Please repeat, from the entries that follow, the lines from the one containing "pub fn payload(&self)" through the one containing "pub const MAX_LINE_LENGTH: usize = 512;" exactly, adding nothing.

START SUPPLIED MATERIAL

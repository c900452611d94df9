use std::sync::Arc;

use redis::Connection;
use secrecy::ExposeSecret;
use servicedesk_adapters::config::{PostgresSettings, RedisSettings};
use sqlx::{PgPool, postgres::PgPoolOptions};
use tokio::sync::RwLock;

/// Connects to Postgres and applies pending migrations.
pub async fn configure_postgresql(settings: &PostgresSettings) -> Result<PgPool, sqlx::Error> {
    let pool = PgPoolOptions::new()
        .max_connections(settings.max_connections)
        .connect(settings.url.expose_secret())
        .await?;

    sqlx::migrate!().run(&pool).await?;

    Ok(pool)
}

pub fn redis_connection(settings: &RedisSettings) -> redis::RedisResult<Arc<RwLock<Connection>>> {
    let client = redis::Client::open(format!("redis://{}/", settings.host_name))?;
    Ok(Arc::new(RwLock::new(client.get_connection()?)))
}
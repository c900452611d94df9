pub mod dashmap_token_provider;
pub mod hashmap_role_store;
pub mod hashmap_user_store;
pub mod hashset_banned_token_store;
pub mod password_hashing;
pub mod postgres_role_store;
pub mod postgres_user_store;
pub mod redis_banned_token_store;
pub mod redis_token_provider;

pub use dashmap_token_provider::DashMapTokenProvider;
pub use hashmap_role_store::HashMapRoleStore;
pub use hashmap_user_store::HashMapUserStore;
pub use hashset_banned_token_store::HashSetBannedTokenStore;
pub use postgres_role_store::PostgresRoleStore;
pub use postgres_user_store::PostgresUserStore;
pub use redis_banned_token_store::RedisBannedTokenStore;
pub use redis_token_provider::RedisTokenProvider;

use rand::{Rng, distr::Alphanumeric};

use crate::config::TOKEN_LENGTH;

fn generate_raw_token() -> String {
    rand::rng()
        .sample_iter(&Alphanumeric)
        .take(TOKEN_LENGTH)
        .map(char::from)
        .collect()
}
//! Hardware seam: card reader, indicators and the arm button

use std::collections::{HashMap, VecDeque};
use std::sync::{Arc, Mutex, MutexGuard, PoisonError};

/// Output channel driven by the node
#[derive(Debug, Clone, Copy, PartialEq, Eq, Hash)]
pub enum Channel {
    /// Node is not accepting cards (red)
    Idle,
    /// Node is armed for one card read (yellow)
    Armed,
    /// Access granted signal (green)
    Granted,
    /// Host session is authenticated (blue)
    Session,
    /// Buzzer / deny sounder
    Buzzer,
}

/// Physical inputs and outputs of the node
///
/// All calls are non-blocking polls or writes.
#[cfg_attr(test, mockall::automock)]
pub trait Hardware: Send {
    /// UID of a newly presented card, if one is in the field
    fn read_card_uid(&mut self) -> Option<Vec<u8>>;

    /// Drive an output channel
    fn set_indicator(&mut self, channel: Channel, on: bool);

    /// Whether the arm button was pressed since the last poll
    fn read_button_edge(&mut self) -> bool;
}

#[derive(Debug, Default)]
struct SimulatedState {
    levels: HashMap<Channel, bool>,
    history: Vec<(Channel, bool)>,
    cards: VecDeque<Vec<u8>>,
    button_edges: usize,
}

/// In-memory hardware
///
/// Clones share the same state, so one handle can be given to the node while
/// another injects cards and button presses.
#[derive(Debug, Clone, Default)]
pub struct SimulatedHardware {
    state: Arc<Mutex<SimulatedState>>,
}

impl SimulatedHardware {
    pub fn new() -> Self {
        Self::default()
    }

    fn lock(&self) -> MutexGuard<'_, SimulatedState> {
        self.state.lock().unwrap_or_else(PoisonError::into_inner)
    }

    /// Queue a card for the next reader poll
    pub fn present_card(&self, uid: &[u8]) {
        self.lock().cards.push_back(uid.to_vec());
    }

    /// Register one button press
    pub fn press_button(&self) {
        self.lock().button_edges += 1;
    }

    /// Current level of a channel (off if never driven)
    pub fn indicator(&self, channel: Channel) -> bool {
        self.lock().levels.get(&channel).copied().unwrap_or(false)
    }

    /// Every write made so far, oldest first
    pub fn history(&self) -> Vec<(Channel, bool)> {
        self.lock().history.clone()
    }

    /// Cards presented but not yet read
    pub fn pending_cards(&self) -> usize {
        self.lock().cards.len()
    }
}

impl Hardware for SimulatedHardware {
    fn read_card_uid(&mut self) -> Option<Vec<u8>> {
        self.lock().cards.pop_front()
    }

    fn set_indicator(&mut self, channel: Channel, on: bool) {
        let mut state = self.lock();
        let previous = state.levels.insert(channel, on);
        if previous != Some(on) {
            log::debug!("Indicator {:?} -> {}", channel, if on { "on" } else { "off" });
        }
        state.history.push((channel, on));
    }

    fn read_button_edge(&mut self) -> bool {
        let mut state = self.lock();
        if state.button_edges > 0 {
            state.button_edges -= 1;
            true
        } else {
            false
        }
    }
}

#[cfg(test)]
mod tests {
    use super::*;

    #[test]
    fn test_simulated_inputs() {
        let handle = SimulatedHardware::new();
        let mut hardware = handle.clone();

        assert_eq!(hardware.read_card_uid(), None);
        handle.present_card(&[0xDE, 0xAD]);
        assert_eq!(handle.pending_cards(), 1);
        assert_eq!(hardware.read_card_uid(), Some(vec![0xDE, 0xAD]));

        assert!(!hardware.read_button_edge());
        handle.press_button();
        assert!(hardware.read_button_edge());
        assert!(!hardware.read_button_edge());
    }

    #[test]
    fn test_simulated_outputs() {
        let handle = SimulatedHardware::new();
        let mut hardware = handle.clone();

        assert!(!handle.indicator(Channel::Idle));
        hardware.set_indicator(Channel::Idle, true);
        hardware.set_indicator(Channel::Buzzer, false);
        assert!(handle.indicator(Channel::Idle));
        assert_eq!(
            handle.history(),
            vec![(Channel::Idle, true), (Channel::Buzzer, false)]
        );
    }
}
//! Protocol frame structure and line encoding/decoding

use crate::kind::MessageKind;
use std::fmt;

/// Separator between the kind prefix and the payload
pub const KIND_SEPARATOR: char = '_';

/// Separator between the body and the authentication tag
pub const TAG_SEPARATOR: char = '|';

/// Separator between the body and an optional checksum suffix
pub const CHECKSUM_SEPARATOR: char = ';';

/// One decoded protocol line
#[derive(Debug, Clone, PartialEq, Eq)]
pub struct Frame {
    kind: MessageKind,
    payload: String,
    tag: Option<String>,
}

impl Frame {
    /// Create a new frame
    pub fn new(kind: MessageKind, payload: impl Into<String>, tag: Option<String>) -> Self {
        Self {
            kind,
            payload: payload.into(),
            tag,
        }
    }

    /// Decode a raw line
    ///
    /// The tag is everything after the last `|`. The kind is the text before
    /// the first `_` of the remaining body. Returns `None` when the body has
    /// no `_`, starts with one, or carries an unknown kind prefix.
    pub fn decode(raw_line: &str) -> Option<Self> {
        let line = raw_line.trim_end_matches(['\r', '\n']);

        let (body, tag) = match line.rfind(TAG_SEPARATOR) {
            Some(pos) => (&line[..pos], Some(line[pos + 1..].to_string())),
            None => (line, None),
        };

        let separator = body.find(KIND_SEPARATOR)?;
        if separator == 0 {
            return None;
        }

        let kind = MessageKind::from_prefix(&body[..separator])?;
        let payload = body[separator + 1..].to_string();

        Some(Self { kind, payload, tag })
    }

    /// Encode an untagged line, the form used for every reply
    pub fn encode(kind: MessageKind, payload: &str) -> String {
        format!("{}{}{}", kind.as_str(), KIND_SEPARATOR, payload)
    }

    /// Encode a line carrying an authentication tag
    pub fn encode_tagged(kind: MessageKind, payload: &str, tag: &str) -> String {
        format!("{}{}{}", Self::encode(kind, payload), TAG_SEPARATOR, tag)
    }

    /// Encode an untagged line followed by `;XXXX`
    ///
    /// The suffix is informational: [`Frame::decode`] does not strip or
    /// verify it.
    pub fn encode_with_checksum(kind: MessageKind, payload: &str) -> String {
        let base = Self::encode(kind, payload);
        let sum = checksum(&base);
        format!("{}{}{}", base, CHECKSUM_SEPARATOR, sum)
    }

    /// Get message kind
    pub fn kind(&self) -> MessageKind {
        self.kind
    }

    /// Get payload
    pub fn payload(&self) -> &str {
        &self.payload
    }

    /// Get the tag, if the line carried one
    pub fn tag(&self) -> Option<&str> {
        self.tag.as_deref()
    }
}

impl fmt::Display for Frame {
    fn fmt(&self, f: &mut fmt::Formatter<'_>) -> fmt::Result {
        match &self.tag {
            Some(tag) => f.write_str(&Self::encode_tagged(self.kind, &self.payload, tag)),
            None => f.write_str(&Self::encode(self.kind, &self.payload)),
        }
    }
}

/// Byte sum modulo 65536 as four upper-case hex digits
pub fn checksum(text: &str) -> String {
    let sum = text
        .bytes()
        .fold(0u16, |acc, byte| acc.wrapping_add(u16::from(byte)));
    format!("{:04X}", sum)
}
//! Line transport trait and line reassembly

use async_trait::async_trait;
use bytes::{Buf, BytesMut};
use rfid_core::AccessResult;

/// Longest line accepted before the partial line is discarded
pub const MAX_LINE_LENGTH: usize = 512;

const BOM: &[u8] = b"\xEF\xBB\xBF";

/// Ordered, reliable line channel to the host
#[async_trait]
pub trait LineTransport: Send {
    /// Write one line; the terminator is appended by the transport
    async fn send_line(&mut self, line: &str) -> AccessResult<()>;

    /// Next complete line, if one is available
    ///
    /// Never waits longer than the transport's poll window. `Ok(None)` means
    /// nothing arrived in time.
    async fn poll_line(&mut self) -> AccessResult<Option<String>>;

    /// Check if the transport is closed
    fn is_closed(&self) -> bool;

    /// Close the transport
    async fn close(&mut self) -> AccessResult<()>;
}

/// Reassembles newline-terminated lines from arbitrary byte chunks
#[derive(Debug)]
pub struct LineBuffer {
    buffer: BytesMut,
    max_line: usize,
    discarding: bool,
}

impl LineBuffer {
    /// Create a new line buffer
    pub fn new() -> Self {
        Self::with_max_line(MAX_LINE_LENGTH)
    }

    /// Create a line buffer with a custom line length cap
    pub fn with_max_line(max_line: usize) -> Self {
        Self {
            buffer: BytesMut::with_capacity(128),
            max_line,
            discarding: false,
        }
    }

    /// Append received bytes
    pub fn extend(&mut self, data: &[u8]) {
        self.buffer.extend_from_slice(data);

        if !self.buffer.contains(&b'\n') && self.buffer.len() > self.max_line {
            log::warn!(
                "Dropping {} bytes of an oversized line (limit {})",
                self.buffer.len(),
                self.max_line
            );
            self.buffer.clear();
            self.discarding = true;
        }
    }

    /// Take the next complete line
    ///
    /// Strips the terminator, a trailing `\r` and a leading UTF-8 BOM. Lines
    /// that are not valid UTF-8 or exceed the length cap are skipped.
    pub fn next_line(&mut self) -> Option<String> {
        while let Some(pos) = self.buffer.iter().position(|&b| b == b'\n') {
            let mut raw = self.buffer.split_to(pos + 1);
            raw.truncate(pos);

            if self.discarding {
                self.discarding = false;
                continue;
            }
            if raw.last() == Some(&b'\r') {
                raw.truncate(raw.len() - 1);
            }
            if raw.starts_with(BOM) {
                raw.advance(BOM.len());
            }
            if raw.len() > self.max_line {
                log::warn!("Dropping oversized line of {} bytes", raw.len());
                continue;
            }

            match String::from_utf8(raw.to_vec()) {
                Ok(line) => return Some(line),
                Err(e) => log::warn!("Dropping line with invalid UTF-8: {}", e),
            }
        }
        None
    }

    /// Number of buffered bytes not yet returned as a line
    pub fn pending(&self) -> usize {
        self.buffer.len()
    }
}

impl Default for LineBuffer {
    fn default() -> Self {
        Self::new()
    }
}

END SUPPLIED MATERIAL

## SOLUTION TO THIS EXERCISE
    pub fn payload(&self) -> &str {
        &self.payload
    }

    /// Get the tag, if the line carried one
    pub fn tag(&self) -> Option<&str> {
        self.tag.as_deref()
    }
}

impl fmt::Display for Frame {
    fn fmt(&self, f: &mut fmt::Formatter<'_>) -> fmt::Result {
        match &self.tag {
            Some(tag) => f.write_str(&Self::encode_tagged(self.kind, &self.payload, tag)),
            None => f.write_str(&Self::encode(self.kind, &self.payload)),
        }
    }
}

/// Byte sum modulo 65536 as four upper-case hex digits
pub fn checksum(text: &str) -> String {
    let sum = text
        .bytes()
        .fold(0u16, |acc, byte| acc.wrapping_add(u16::from(byte)));
    format!("{:04X}", sum)
}
//! Line transport trait and line reassembly

use async_trait::async_trait;
use bytes::{Buf, BytesMut};
use rfid_core::AccessResult;

/// Longest line accepted before the partial line is discarded
pub const MAX_LINE_LENGTH: usize = 512;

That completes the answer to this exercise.